The four animation related events are listed here.

PR welcome!

I found the current workarounds are

  1. Handle the event manually:
private def handleAnimationEnd(event: AnimationEvent) = {
  ...
}

// Render
onMountCallback { ctx =>
  ctx.thisNode.ref.addEventListener[AnimationEvent]("animationend", handleAnimationEnd)
},
onUnmountCallback { ctx =>
  ctx.ref.removeEventListener[AnimationEvent]("animationend", handleAnimationEnd)
}
  1. Follow the Missing keys section:
private val onAnimationEnd = new ReactiveEventProp[dom.AnimationEvent]("animationend")

private def handleAnimationEnd = (event: AnimationEvent) => {
  ...
}

// Render
div(
  onAnimationEnd --> handleAnimationEnd
)

Out of these, the second one is definitely better.

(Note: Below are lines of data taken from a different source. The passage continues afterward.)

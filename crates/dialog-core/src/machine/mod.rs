//! The dialog state machine
//!
//! Pure transition functions: each handler takes a [`Dialog`] by value,
//! returns the advanced record plus the event to publish, and never touches
//! the store. The store commits the result only on success, which is what
//! makes request rejection atomic.
//!
//! [`Dialog`]: crate::dialog::Dialog

pub mod request;
pub mod response;

use rand::Rng;

use ferrosip_sip_core::SipError;

use crate::config::DialogConfig;

/// The 500 + Retry-After rejection used when a transaction on the usage is
/// still in progress (RFC 3261 §14.1 wire format).
pub(crate) fn retry_busy(config: &DialogConfig) -> SipError {
    SipError::Retry {
        after: rand::thread_rng().gen_range(0..=config.retry_after_max),
        reason: "Processing Previous INVITE".to_string(),
    }
}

If anyone has the time, it would be great to add these properly to Scala DOM Types. Over time this will mean we need less and less workarounds.

I am going to create the PR 👍

btw, forgot to mention in case anyone does something like this.

In the example above, for removeEventListener to work, you need to define your def handleAnimationEnd as a val handleAnimationEnd: js.Function1[dom.AnimationEvent, Unit] instead.

Otherwise, because addEventListener and removeEventListener accept js.Function1, this conversion from a Scala method to to js.Function1 will happen implicitly at the two usage sites of your handleAnimationEnd, and each of those conversions will create a new instance of js.Function1. So when you call removeEventListener, you will be passing a newly created instance of js.Function1 that has not been added as a listener, so the callback that was added previously will not be removed. This would become apparent if you tried to re-mount the component later, as you'd now have two callbacks registered that do the same thing twice.

Hope that makes sense. Just a small scala-js interop hiccup. When using Laminar methods (-->) you don't have to worry about this.